(SOURCE RECORDS):
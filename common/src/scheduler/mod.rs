// Scheduler module: timer-driven triggers

pub mod engine;
pub mod outcomes;

use async_trait::async_trait;
use tokio::sync::watch;

pub use engine::{CronScheduler, TickResult};
pub use outcomes::{OutcomeTally, OutcomeTracker};

/// Trigger trait shared by the cron scheduler and polling sensors
#[async_trait]
pub trait Trigger: Send + Sync {
    fn name(&self) -> &str;

    /// Run the timer loop until `stop` is called
    async fn start(&self);

    /// Signal the timer loop to exit; a tick already emitting runs to completion
    fn stop(&self);
}

/// Resolve once shutdown is requested or the signal's sender is gone
pub(crate) async fn shutdown_requested(shutdown_rx: &mut watch::Receiver<bool>) {
    let _ = shutdown_rx.wait_for(|stopped| *stopped).await;
}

(TASK REQUIREMENTS): The line with "pub mod engine;", plus every line after it through the end of the listing, needs to be repeated exactly; nothing else belongs in the reply.

(SOLUTION FOR THIS TASK):
pub mod engine;
pub mod outcomes;

use async_trait::async_trait;
use tokio::sync::watch;

pub use engine::{CronScheduler, TickResult};
pub use outcomes::{OutcomeTally, OutcomeTracker};

/// Trigger trait shared by the cron scheduler and polling sensors
#[async_trait]
pub trait Trigger: Send + Sync {
    fn name(&self) -> &str;

    /// Run the timer loop until `stop` is called
    async fn start(&self);

    /// Signal the timer loop to exit; a tick already emitting runs to completion
    fn stop(&self);
}

/// Resolve once shutdown is requested or the signal's sender is gone
pub(crate) async fn shutdown_requested(shutdown_rx: &mut watch::Receiver<bool>) {
    let _ = shutdown_rx.wait_for(|stopped| *stopped).await;
}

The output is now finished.